Tim Benz: 20 years after the Jaromir Jagr trade, former Penguin Kris Beech has found peace
If the call had come on the 10th anniversary of the Jaromir Jagr trade, Kris Beech may have had a different reaction.
He probably still would’ve done the interview. Just with a little less enthusiasm and a lot less perspective.
But after 20 years of reflection, the former Penguins forward was glad he took the call this week.
“It was a great time in my life, looking back on it,” Beech said from his home in British Columbia.
For a long time, Beech probably wouldn’t have had that kind of view about the Pittsburgh portion of his career.
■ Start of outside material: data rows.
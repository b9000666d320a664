// Copyright (c) 2025 Steve Wagner (ciroque@live.com)
// SPDX-License-Identifier: MIT

//! Windowing: split a sequence into consecutive sub-sequences of `size`.
//!
//! The outer cursor yields one inner [`Sequence`] per window. Each window is
//! filled by a background copy task that reads ahead of the outer consumer up to
//! `size` elements, so the outer cursor may be advanced while a window is still
//! being filled; the next window starts only after the previous copy finished.
//!
//! Copying runs only while a reference-counted keep-alive is held. The outer
//! cursor, every emitted window and every window cursor hold a clone; when the
//! last clone goes, read-ahead stops and the source is cancelled.

use std::sync::atomic::{AtomicBool, AtomicUsize, Ordering};
use std::sync::Arc;

use async_trait::async_trait;
use futures::FutureExt;
use parking_lot::Mutex;
use tokio::sync::Notify;
use tokio::task::JoinHandle;
use tokio_util::sync::CancellationToken;

use crate::engine::context::Context;
use crate::engine::cursor::{sequence, Producer, ProducerCursor};
use crate::errors::{SequenceError, SequenceResult};
use crate::traits::{BoxCursor, Cursor, CursorExt, Element, Sequence, SequenceRef, StopFuture};

struct KeepAliveInner<T> {
    token: CancellationToken,
    source: Arc<dyn Cursor<T>>,
}

impl<T> Drop for KeepAliveInner<T> {
    fn drop(&mut self) {
        self.token.cancel();
        self.source.cancel();
    }
}

struct KeepAlive<T>(Arc<KeepAliveInner<T>>);

impl<T> Clone for KeepAlive<T> {
    fn clone(&self) -> Self {
        Self(self.0.clone())
    }
}

impl<T> KeepAlive<T> {
    fn token(&self) -> CancellationToken {
        self.0.token.clone()
    }
}

struct WindowState<T> {
    items: Vec<T>,
    end: Option<SequenceResult<()>>,
}

/// Replayable storage for one window, filled by the copy task.
struct WindowBuffer<T> {
    state: Mutex<WindowState<T>>,
    changed: Notify,
}

impl<T: Element> WindowBuffer<T> {
    fn new(first: T) -> Self {
        Self {
            state: Mutex::new(WindowState {
                items: vec![first],
                end: None,
            }),
            changed: Notify::new(),
        }
    }

    fn push(&self, value: T) {
        self.state.lock().items.push(value);
        self.changed.notify_waiters();
    }

    fn finish(&self, end: SequenceResult<()>) {
        {
            let mut state = self.state.lock();
            if state.end.is_none() {
                state.end = Some(end);
            }
        }
        self.changed.notify_waiters();
    }

    async fn read(&self, position: usize, cancel: &CancellationToken) -> SequenceResult<Option<T>> {
        loop {
            let notified = self.changed.notified();
            tokio::pin!(notified);
            notified.as_mut().enable();

            {
                let state = self.state.lock();
                if let Some(item) = state.items.get(position) {
                    return Ok(Some(item.clone()));
                }
                match &state.end {
                    Some(Ok(())) => return Ok(None),
                    Some(Err(err)) => return Err(err.clone()),
                    None => {}
                }
            }

            tokio::select! {
                _ = &mut notified => {}
                _ = cancel.cancelled() => return Err(SequenceError::Cancelled),
            }
        }
    }
}

struct WindowReader<T> {
    buffer: Arc<WindowBuffer<T>>,
    position: AtomicUsize,
    _keep: KeepAlive<T>,
}

#[async_trait]
impl<T: Element> Producer<T> for WindowReader<T> {
    async fn next(&self, cancel: &CancellationToken) -> SequenceResult<Option<T>> {
        let position = self.position.load(Ordering::Acquire);
        let item = self.buffer.read(position, cancel).await?;
        if item.is_some() {
            self.position.store(position + 1, Ordering::Release);
        }
        Ok(item)
    }
}

/// One window. Every start replays the window from its first element.
struct Window<T> {
    buffer: Arc<WindowBuffer<T>>,
    keep: KeepAlive<T>,
}

impl<T: Element> Sequence<T> for Window<T> {
    fn start(&self, _context: &Context) -> BoxCursor<T> {
        ProducerCursor::boxed(
            "window_inner",
            WindowReader {
                buffer: self.buffer.clone(),
                position: AtomicUsize::new(0),
                _keep: self.keep.clone(),
            },
        )
    }
}

struct Windows<T> {
    source: Arc<dyn Cursor<T>>,
    size: usize,
    keep: Mutex<Option<KeepAlive<T>>>,
    copier: Mutex<Option<JoinHandle<SequenceResult<bool>>>>,
    ended: AtomicBool,
}

impl<T: Element> Windows<T> {
    fn new(source: BoxCursor<T>, size: usize) -> Self {
        let source: Arc<dyn Cursor<T>> = Arc::from(source);
        let keep = KeepAlive(Arc::new(KeepAliveInner {
            token: CancellationToken::new(),
            source: source.clone(),
        }));
        Self {
            source,
            size,
            keep: Mutex::new(Some(keep)),
            copier: Mutex::new(None),
            ended: AtomicBool::new(false),
        }
    }

    /// Fill `buffer` up to `size` elements. Resolves to whether the source
    /// may have more.
    async fn copy(
        source: Arc<dyn Cursor<T>>,
        buffer: Arc<WindowBuffer<T>>,
        remaining: usize,
        token: CancellationToken,
    ) -> SequenceResult<bool> {
        for _ in 0..remaining {
            match source.next_value(&token).await {
                Ok(Some(value)) => buffer.push(value),
                Ok(None) => {
                    buffer.finish(Ok(()));
                    return Ok(false);
                }
                Err(err) => {
                    buffer.finish(Err(err.clone()));
                    return Err(err);
                }
            }
        }
        buffer.finish(Ok(()));
        Ok(true)
    }
}

#[async_trait]
impl<T: Element> Producer<SequenceRef<T>> for Windows<T> {
    async fn next(&self, cancel: &CancellationToken) -> SequenceResult<Option<SequenceRef<T>>> {
        let previous = self.copier.lock().take();
        if let Some(copy) = previous {
            let more = copy.await.map_err(|_| SequenceError::Cancelled)??;
            if !more {
                self.ended.store(true, Ordering::Release);
            }
        }
        if self.ended.load(Ordering::Acquire) {
            return Ok(None);
        }

        let Some(keep) = self.keep.lock().clone() else {
            return Err(SequenceError::Cancelled);
        };

        let Some(first) = self.source.next_value(cancel).await? else {
            self.ended.store(true, Ordering::Release);
            return Ok(None);
        };

        let buffer = Arc::new(WindowBuffer::new(first));
        let copy = tokio::spawn(Self::copy(
            self.source.clone(),
            buffer.clone(),
            self.size - 1,
            keep.token(),
        ));
        *self.copier.lock() = Some(copy);

        Ok(Some(Arc::new(Window { buffer, keep }) as SequenceRef<T>))
    }

    fn cancel(&self) {
        self.keep.lock().take();
    }

    fn stop(&self) -> Vec<StopFuture> {
        self.cancel();
        self.copier
            .lock()
            .take()
            .map(|copy| {
                async move {
                    let _ = copy.await;
                }
                .boxed()
            })
            .into_iter()
            .collect()
    }
}

/// Split `source` into consecutive windows of at most `size` elements.
pub fn window<T: Element>(source: SequenceRef<T>, size: usize) -> SequenceRef<SequenceRef<T>> {
    let size = size.max(1);
    sequence(move |ctx| ProducerCursor::boxed("window", Windows::new(source.start(ctx), size)))
}

#[cfg(test)]
mod tests {
    use super::*;
    use crate::engine::sinks::to_list_async;
    use crate::engine::sources::{produce, range};
    use crate::traits::CursorState;
    use std::time::Duration;

    #[tokio::test]
    async fn test_windows_partition_the_source() {
        let ctx = Context::new();
        let windows = to_list_async(&window(range(1, 7), 3), &ctx).await.unwrap();
        assert_eq!(windows.len(), 3);

        let mut contents = Vec::new();
        for w in &windows {
            contents.push(to_list_async(w, &ctx).await.unwrap());
        }
        assert_eq!(contents, vec![vec![1, 2, 3], vec![4, 5, 6], vec![7]]);
    }

    #[tokio::test]
    async fn test_window_replays_on_restart() {
        let ctx = Context::new();
        let windows = to_list_async(&window(range(1, 2), 5), &ctx).await.unwrap();
        let first = to_list_async(&windows[0], &ctx).await.unwrap();
        let again = to_list_async(&windows[0], &ctx).await.unwrap();
        assert_eq!(first, vec![1, 2]);
        assert_eq!(first, again);
    }

    #[tokio::test]
    async fn test_inner_cursor_waits_for_read_ahead() {
        let ctx = Context::new();
        let slow = crate::engine::elementwise::delay(range(1, 3), Duration::from_millis(10));
        let outer = window(slow, 3).start(&ctx);
        let cancel = CancellationToken::new();

        assert!(outer.advance(&cancel).await.unwrap());
        let first = outer.current().unwrap();
        // the copy task is still filling the window when we read it
        assert_eq!(to_list_async(&first, &ctx).await.unwrap(), vec![1, 2, 3]);
        assert!(!outer.advance(&cancel).await.unwrap());
    }

    #[tokio::test]
    async fn test_releasing_every_keep_alive_stops_read_ahead() {
        let pulls = Arc::new(AtomicUsize::new(0));
        let counter = pulls.clone();
        let endless = produce(usize::MAX, move || counter.fetch_add(1, Ordering::SeqCst));
        let slow = crate::engine::elementwise::delay(endless, Duration::from_millis(5));

        let ctx = Context::new();
        let outer = window(slow, 1_000).start(&ctx);
        let cancel = CancellationToken::new();
        assert!(outer.advance(&cancel).await.unwrap());
        let first = outer.current().unwrap();

        outer.cancel();
        assert_eq!(outer.state(), CursorState::Canceled);
        drop(first);
        drop(outer);

        tokio::time::sleep(Duration::from_millis(30)).await;
        let settled = pulls.load(Ordering::SeqCst);
        tokio::time::sleep(Duration::from_millis(30)).await;
        assert_eq!(pulls.load(Ordering::SeqCst), settled);
        assert!(settled < 1_000);
    }
}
The disappointment. The failed expectations. The demotions.
Depression. Exhaustion. The eating disorder. Time on the waiver wire.
If that trade never happens, maybe things work out differently for him on the ice.
Or, maybe if that trade never happens, all his of underlying issues stay repressed and consume him in a more disturbing way. Maybe it would’ve been another two decades before he found his path to happiness and his own sense of who he is.
Now he’s the kind of guy who can be part of what some call the worst trade in Pittsburgh sports history and turn it into something he remembers as “a pretty cool thing in his life.”
Breaking news
Beech has no problem recalling where he was on July 11, 2001.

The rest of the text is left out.